March 15, 2010

Business Entities (Part I)

Starting a business? Choosing which type of entity to conduct your business (Partnership, Corporation, Limited Liability Company etc.) is a critical decision which should be made as early as possible. Do you already own a business? Perhaps the type of entity already chosen by or for you may not be in your best interest. Should you change? At what cost? Regardless of the entity, do you have an agreement among your co-owners in writing? If not, you should. These issues will be discussed in this and succeeding posts.

The first question is why should you care. The most important reasons are that you want to pay as little tax as possible and you want to keep your personal liability for business debts to a minimum. Different entities provide varying levels of tax and liability protection. There are other factors to be considered in selecting a business entity such as continuity of a business’s life, centralization of its management and free transferability of an owner’s interest in the business, but taxes and liability protection generally take precedence.

The possible entities that can be used to conduct a business are as follows.

SOLE PROPRIETORSHIP
This is an unincorporated single owner business. The sole proprietor is personally liable for all of the business’s debts. The income of the business though is taxed only once, on the owner’s personal income tax return. There are no penalty taxes. The business terminates upon the owner’s death, so there is no continuity of life. The authority to manage the business is held by its owner. Transferability of the owner’s interest is difficult.

PARTNERSHIP

This is an unincorporated multi-owner business. All General Partners are personally jointly and severally liable for all of the business’s debts. Jointly and severally means that each General Partner can be liable to a creditor for the entire amount of the debt, not just for their proportionate share. Limited Partners though are not personally liable unless they participate in the management and control of the business. Like a sole proprietorship, the income of the business is taxed only on each Partner’s personal income tax return and there is no possibility of penalty taxes. There is no centralization of management at least in a General Partnership because as a matter of law, every General Partner is entitled to manage the Partnership. There is also no continuity of life of the business or free transferability of a General Partner’s ownership interest because again as a matter of law, the Partnership terminates upon the death of a General Partner. Limited partnership interests are sometimes freely transferable.

CORPORATION

This is an incorporated legal entity separate and distinct from its owners. The owners (shareholders) are responsible for the business’s debts only under rare and unique circumstances. The income of the business is taxed to the corporation at corporate tax rates. Distributions to shareholders are taxed on the shareholders’ personal income tax returns, thus resulting in a double tax. There is also a potential for penalty taxes such as the Personal Holding Company Tax, the Accumulated Earnings Tax and the Corporate Alternative Minimum Tax. The shareholders of certain “Small Business Corporations” though can elect to pay tax personally on the Corporation’s business income, effectively eliminating the double tax. Such a Corporation is called an S Corporation. If no such election is made, the entity is termed a C Corporation. Because a Corporation is a separate entity, there is centralization of management and continuity of life. While there is no legal prohibition on transferring an owner’s interest, most closely held Corporations would be well advised to consider such a prohibition in their shareholder agreements..

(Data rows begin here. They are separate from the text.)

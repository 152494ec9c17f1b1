//! Notaline Core - shared infrastructure for the invoice pipeline
//!
//! HTTP plumbing, logging, progress reporting, and notification delivery
//! used by the Sankhya client and the NFe download pipeline.

pub mod http;
pub mod logging;
pub mod notify;
pub mod progress;

// Re-exports for convenience
pub use http::{http_client, REQUEST_TIMEOUT, SHARED_RUNTIME};
pub use logging::init_logging;
pub use notify::TelegramNotifier;
pub use progress::ProgressContext;
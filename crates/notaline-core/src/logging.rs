//! Logging setup with progress-bar integration.
//!
//! TTY runs route log lines through the indicatif `MultiProgress` so they
//! print above active bars instead of tearing them. Non-TTY runs get plain
//! env_logger output with stable labels for log aggregation.

use std::io::Write;

use indicatif::MultiProgress;

/// Padded label and optional ANSI color for a log level.
fn level_label(level: log::Level) -> &'static str {
    match level {
        log::Level::Error => "ERROR",
        log::Level::Warn => "WARN ",
        log::Level::Info => "INFO ",
        log::Level::Debug => "DEBUG",
        log::Level::Trace => "TRACE",
    }
}

fn level_color(level: log::Level) -> &'static str {
    match level {
        log::Level::Error => "\x1b[31m",
        log::Level::Warn => "\x1b[33m",
        log::Level::Info => "\x1b[32m",
        log::Level::Debug => "\x1b[36m",
        log::Level::Trace => "\x1b[35m",
    }
}

/// Logger that prints through `MultiProgress` to coexist with bars.
struct BarLogger {
    inner: env_logger::Logger,
    multi: MultiProgress,
}

impl log::Log for BarLogger {
    fn enabled(&self, metadata: &log::Metadata) -> bool {
        self.inner.enabled(metadata)
    }

    fn log(&self, record: &log::Record) {
        if self.inner.enabled(record.metadata()) {
            let level = record.level();
            let line = format!(
                "[{}{}\x1b[0m] {}",
                level_color(level),
                level_label(level),
                record.args()
            );
            self.multi.suspend(|| eprintln!("{line}"));
        }
    }

    fn flush(&self) {
        self.inner.flush();
    }
}

/// Initialize logging; pass the `MultiProgress` when bars are active.
pub fn init_logging(quiet: bool, debug: bool, multi: Option<&MultiProgress>) {
    let default_level = if debug {
        "debug"
    } else if quiet {
        "warn"
    } else {
        "info"
    };

    let env = env_logger::Env::default().default_filter_or(default_level);

    if let Some(multi) = multi {
        let inner = env_logger::Builder::from_env(env).build();
        let max_level = inner.filter();
        log::set_boxed_logger(Box::new(BarLogger {
            inner,
            multi: multi.clone(),
        }))
        .expect("failed to init logger");
        log::set_max_level(max_level);
    } else {
        env_logger::Builder::from_env(env)
            .format(|buf, record| {
                writeln!(buf, "[{}] {}", level_label(record.level()), record.args())
            })
            .init();
    }
}
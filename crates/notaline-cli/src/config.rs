//! Configuration loading from TOML files.

use std::path::{Path, PathBuf};
use std::time::Duration;

use anyhow::{Context, Result};
use serde::Deserialize;

use notaline_core::TelegramNotifier;
use notaline_sankhya::{Credentials, Endpoints, RetryPolicy};

/// Global configuration for notaline.
#[derive(Debug, Clone, Deserialize, Default)]
#[serde(default)]
pub struct Config {
    pub sankhya: SankhyaConfig,
    pub paths: PathsConfig,
    pub workers: WorkersConfig,
    pub retry: RetryConfig,
    pub telegram: TelegramConfig,
}

#[derive(Debug, Clone, Deserialize)]
#[serde(default)]
pub struct SankhyaConfig {
    pub login_url: String,
    pub query_url: String,
    #[serde(deserialize_with = "deserialize_env_var")]
    pub token: Option<String>,
    #[serde(deserialize_with = "deserialize_env_var")]
    pub appkey: Option<String>,
    #[serde(deserialize_with = "deserialize_env_var")]
    pub username: Option<String>,
    #[serde(deserialize_with = "deserialize_env_var")]
    pub password: Option<String>,
}

impl Default for SankhyaConfig {
    fn default() -> Self {
        let endpoints = Endpoints::default();
        Self {
            login_url: endpoints.login_url,
            query_url: endpoints.query_url,
            token: std::env::var("SANKHYA_TOKEN").ok(),
            appkey: std::env::var("SANKHYA_APPKEY").ok(),
            username: std::env::var("SANKHYA_USERNAME").ok(),
            password: std::env::var("SANKHYA_PASSWORD").ok(),
        }
    }
}

impl SankhyaConfig {
    /// Credential bundle, present only when every secret is set.
    pub fn credentials(&self) -> Option<Credentials> {
        Some(Credentials {
            token: self.token.clone()?,
            appkey: self.appkey.clone()?,
            username: self.username.clone()?,
            password: self.password.clone()?,
        })
    }

    pub fn endpoints(&self) -> Endpoints {
        Endpoints {
            login_url: self.login_url.clone(),
            query_url: self.query_url.clone(),
        }
    }
}

#[derive(Debug, Clone, Deserialize)]
#[serde(default)]
pub struct PathsConfig {
    pub logs_dir: PathBuf,
    pub xml_dir: PathBuf,
    pub queries_dir: PathBuf,
}

impl Default for PathsConfig {
    fn default() -> Self {
        Self {
            logs_dir: PathBuf::from("logs"),
            xml_dir: PathBuf::from("xmls"),
            queries_dir: PathBuf::from("queries"),
        }
    }
}

#[derive(Debug, Clone, Copy, Deserialize)]
#[serde(default)]
pub struct WorkersConfig {
    pub default: usize,
    pub max: usize,
}

impl Default for WorkersConfig {
    fn default() -> Self {
        Self {
            default: 15,
            max: 32,
        }
    }
}

#[derive(Debug, Clone, Copy, Deserialize)]
#[serde(default)]
pub struct RetryConfig {
    pub auth_attempts: u32,
    pub auth_delay_secs: u64,
    pub query_attempts: u32,
    pub query_delay_secs: u64,
}

impl Default for RetryConfig {
    fn default() -> Self {
        Self {
            auth_attempts: 5,
            auth_delay_secs: 3,
            query_attempts: 5,
            query_delay_secs: 7,
        }
    }
}

impl RetryConfig {
    pub fn policy(&self) -> RetryPolicy {
        RetryPolicy {
            auth_attempts: self.auth_attempts,
            auth_delay: Duration::from_secs(self.auth_delay_secs),
            query_attempts: self.query_attempts,
            query_delay: Duration::from_secs(self.query_delay_secs),
        }
    }
}

#[derive(Debug, Clone, Deserialize)]
#[serde(default)]
pub struct TelegramConfig {
    #[serde(deserialize_with = "deserialize_env_var")]
    pub bot_token: Option<String>,
    #[serde(deserialize_with = "deserialize_env_var")]
    pub chat_id: Option<String>,
}

impl Default for TelegramConfig {
    fn default() -> Self {
        Self {
            bot_token: std::env::var("BOTTOKEN").ok(),
            chat_id: std::env::var("CHATID").ok(),
        }
    }
}

impl TelegramConfig {
    /// Notifier, present only when both token and chat id are set.
    pub fn notifier(&self) -> Option<TelegramNotifier> {
        match (&self.bot_token, &self.chat_id) {
            (Some(token), Some(chat)) => Some(TelegramNotifier::new(token, chat)),
            _ => None,
        }
    }
}

/// Deserialize a string that may reference an environment variable like ${VAR}.
fn deserialize_env_var<'de, D>(deserializer: D) -> Result<Option<String>, D::Error>
where
    D: serde::Deserializer<'de>,
{
    let opt: Option<String> = Option::deserialize(deserializer)?;
    Ok(opt.and_then(|s| expand_env_var(&s)))
}

/// Expand ${VAR} to the environment variable's value.
fn expand_env_var(s: &str) -> Option<String> {
    match s.strip_prefix("${").and_then(|s| s.strip_suffix('}')) {
        Some(var_name) => std::env::var(var_name).ok(),
        None => Some(s.to_string()),
    }
}

impl Config {
    /// Load configuration from default locations.
    ///
    /// Search order:
    /// 1. ./notaline.toml (current directory)
    /// 2. ~/.config/notaline/config.toml
    ///
    /// Falls back to defaults when no file is found.
    pub fn load() -> Result<Self> {
        let local_config = PathBuf::from("notaline.toml");
        if local_config.exists() {
            return Self::from_file(&local_config);
        }

        if let Some(dirs) = directories::ProjectDirs::from("", "", "notaline") {
            let user_config = dirs.config_dir().join("config.toml");
            if user_config.exists() {
                return Self::from_file(&user_config);
            }
        }

        log::debug!("no config file found, using defaults");
        Ok(Self::default())
    }

    /// Load configuration from a specific file.
    pub fn from_file(path: &Path) -> Result<Self> {
        let content = std::fs::read_to_string(path)
            .with_context(|| format!("failed to read config file: {}", path.display()))?;

        let config: Config = toml::from_str(&content)
            .with_context(|| format!("failed to parse config file: {}", path.display()))?;

        log::info!("loaded config from {}", path.display());
        Ok(config)
    }
}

LIMITED LIABILITY COMPANY (LLC)

This is an unincorporated legal entity separate and distinct from its owners. It is not a Corporation. The owners (members) are generally responsible for the business’s debts only to the extent corporate shareholders would be so liable. The owners can actually choose how the LLC’s business income will be taxed. The income would normally be taxed only once at the personal level although an election can be made to treat the LLC as a Corporation in which case the possibilities of double taxation and penalty taxes exist. Such an election would rarely be made by an entrepreneur. By law, there is neither centralization of management, continuity of life nor free transferability of the owner’s interest unless the members decide otherwise.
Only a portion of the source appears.